*EXERCISE PROMPT*
Reproduce the entries from their first line up to and including the line with "#[derive(Debug, Clone, PartialEq)]". Leave out everything after it.

====================

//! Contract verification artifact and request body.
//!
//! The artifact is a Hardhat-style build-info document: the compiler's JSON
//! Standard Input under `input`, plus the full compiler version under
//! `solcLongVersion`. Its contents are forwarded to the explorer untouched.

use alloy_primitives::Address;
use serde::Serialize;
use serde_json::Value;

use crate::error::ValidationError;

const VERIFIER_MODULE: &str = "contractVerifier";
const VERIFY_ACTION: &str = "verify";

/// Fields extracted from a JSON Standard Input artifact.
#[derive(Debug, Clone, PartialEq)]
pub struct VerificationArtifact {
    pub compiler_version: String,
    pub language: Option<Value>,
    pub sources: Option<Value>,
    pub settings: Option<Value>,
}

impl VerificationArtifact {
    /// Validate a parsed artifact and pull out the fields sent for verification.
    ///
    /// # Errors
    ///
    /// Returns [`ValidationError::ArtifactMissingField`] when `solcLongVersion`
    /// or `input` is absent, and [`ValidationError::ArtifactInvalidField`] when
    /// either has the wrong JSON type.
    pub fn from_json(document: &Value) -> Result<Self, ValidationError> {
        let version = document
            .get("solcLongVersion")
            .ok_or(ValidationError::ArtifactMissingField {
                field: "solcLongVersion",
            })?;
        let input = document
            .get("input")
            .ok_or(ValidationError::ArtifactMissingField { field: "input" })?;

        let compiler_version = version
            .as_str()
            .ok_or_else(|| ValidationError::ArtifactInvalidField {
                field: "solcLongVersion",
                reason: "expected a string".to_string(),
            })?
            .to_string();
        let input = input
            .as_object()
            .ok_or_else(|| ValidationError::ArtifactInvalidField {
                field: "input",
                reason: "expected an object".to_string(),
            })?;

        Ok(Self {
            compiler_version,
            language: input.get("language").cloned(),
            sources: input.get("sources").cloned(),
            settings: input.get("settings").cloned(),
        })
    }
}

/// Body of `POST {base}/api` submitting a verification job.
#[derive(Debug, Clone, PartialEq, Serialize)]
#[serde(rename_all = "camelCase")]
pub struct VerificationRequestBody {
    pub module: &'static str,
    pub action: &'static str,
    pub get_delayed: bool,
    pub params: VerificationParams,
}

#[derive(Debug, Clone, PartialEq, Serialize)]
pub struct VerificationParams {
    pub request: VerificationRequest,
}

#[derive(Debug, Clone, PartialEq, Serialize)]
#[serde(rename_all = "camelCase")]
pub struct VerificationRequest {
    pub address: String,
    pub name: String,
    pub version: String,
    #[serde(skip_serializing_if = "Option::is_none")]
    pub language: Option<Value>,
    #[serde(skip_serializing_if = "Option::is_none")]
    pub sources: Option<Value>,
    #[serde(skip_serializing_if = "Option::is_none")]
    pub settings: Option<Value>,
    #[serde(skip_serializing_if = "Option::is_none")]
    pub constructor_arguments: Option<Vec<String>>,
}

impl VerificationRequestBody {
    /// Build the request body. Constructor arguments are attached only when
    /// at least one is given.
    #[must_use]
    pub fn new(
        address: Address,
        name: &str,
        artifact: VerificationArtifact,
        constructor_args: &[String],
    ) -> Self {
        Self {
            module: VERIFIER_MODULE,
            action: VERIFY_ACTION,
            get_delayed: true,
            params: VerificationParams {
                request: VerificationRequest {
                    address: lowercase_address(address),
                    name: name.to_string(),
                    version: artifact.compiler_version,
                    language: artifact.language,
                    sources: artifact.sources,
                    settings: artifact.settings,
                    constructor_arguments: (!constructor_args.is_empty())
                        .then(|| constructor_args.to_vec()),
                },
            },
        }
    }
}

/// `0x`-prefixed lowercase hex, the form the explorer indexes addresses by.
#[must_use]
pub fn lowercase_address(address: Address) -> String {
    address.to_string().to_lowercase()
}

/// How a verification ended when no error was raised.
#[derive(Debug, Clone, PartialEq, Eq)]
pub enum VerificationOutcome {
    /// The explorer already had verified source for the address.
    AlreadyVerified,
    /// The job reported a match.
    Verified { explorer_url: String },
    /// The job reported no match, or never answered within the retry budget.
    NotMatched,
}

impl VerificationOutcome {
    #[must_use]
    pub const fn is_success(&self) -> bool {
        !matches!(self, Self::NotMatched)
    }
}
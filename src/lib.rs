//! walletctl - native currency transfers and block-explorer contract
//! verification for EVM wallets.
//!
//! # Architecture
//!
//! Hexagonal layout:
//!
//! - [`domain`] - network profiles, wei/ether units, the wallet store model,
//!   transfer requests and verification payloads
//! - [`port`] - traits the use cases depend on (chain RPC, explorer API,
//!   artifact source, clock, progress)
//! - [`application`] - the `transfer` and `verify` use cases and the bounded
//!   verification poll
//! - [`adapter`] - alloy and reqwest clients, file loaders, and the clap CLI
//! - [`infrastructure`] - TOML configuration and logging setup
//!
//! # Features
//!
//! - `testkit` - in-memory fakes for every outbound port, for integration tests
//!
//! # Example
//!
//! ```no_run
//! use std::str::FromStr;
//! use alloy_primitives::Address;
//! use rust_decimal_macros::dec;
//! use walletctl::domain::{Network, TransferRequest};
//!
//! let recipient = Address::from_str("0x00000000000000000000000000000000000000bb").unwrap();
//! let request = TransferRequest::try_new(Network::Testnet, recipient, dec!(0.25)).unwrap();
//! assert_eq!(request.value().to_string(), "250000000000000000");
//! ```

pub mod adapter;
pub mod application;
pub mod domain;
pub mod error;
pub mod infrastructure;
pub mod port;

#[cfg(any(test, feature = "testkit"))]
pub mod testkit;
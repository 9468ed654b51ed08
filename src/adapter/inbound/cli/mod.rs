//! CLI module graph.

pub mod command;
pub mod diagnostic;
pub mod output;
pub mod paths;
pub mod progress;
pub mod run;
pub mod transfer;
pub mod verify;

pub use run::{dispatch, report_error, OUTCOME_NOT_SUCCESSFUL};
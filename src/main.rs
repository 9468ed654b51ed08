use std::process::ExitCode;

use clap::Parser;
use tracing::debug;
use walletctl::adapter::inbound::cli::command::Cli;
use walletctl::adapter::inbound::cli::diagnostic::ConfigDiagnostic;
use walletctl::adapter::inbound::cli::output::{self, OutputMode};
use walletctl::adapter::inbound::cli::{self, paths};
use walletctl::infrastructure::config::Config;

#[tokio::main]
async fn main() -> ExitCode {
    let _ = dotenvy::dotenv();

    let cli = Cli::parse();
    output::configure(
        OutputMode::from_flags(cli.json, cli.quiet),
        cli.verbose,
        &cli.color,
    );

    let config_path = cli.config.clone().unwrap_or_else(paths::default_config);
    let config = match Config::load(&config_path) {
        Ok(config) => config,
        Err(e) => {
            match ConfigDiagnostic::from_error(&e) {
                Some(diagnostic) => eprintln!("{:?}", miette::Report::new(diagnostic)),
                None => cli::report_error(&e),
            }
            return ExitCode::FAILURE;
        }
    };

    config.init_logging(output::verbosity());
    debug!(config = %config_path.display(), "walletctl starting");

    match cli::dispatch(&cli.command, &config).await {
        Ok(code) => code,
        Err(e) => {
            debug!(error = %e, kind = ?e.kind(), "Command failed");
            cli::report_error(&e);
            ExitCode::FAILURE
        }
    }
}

====================

*OUTPUT FOR THIS EXERCISE*
//! Contract verification artifact and request body.
//!
//! The artifact is a Hardhat-style build-info document: the compiler's JSON
//! Standard Input under `input`, plus the full compiler version under
//! `solcLongVersion`. Its contents are forwarded to the explorer untouched.

use alloy_primitives::Address;
use serde::Serialize;
use serde_json::Value;

use crate::error::ValidationError;

const VERIFIER_MODULE: &str = "contractVerifier";
const VERIFY_ACTION: &str = "verify";

/// Fields extracted from a JSON Standard Input artifact.
#[derive(Debug, Clone, PartialEq)]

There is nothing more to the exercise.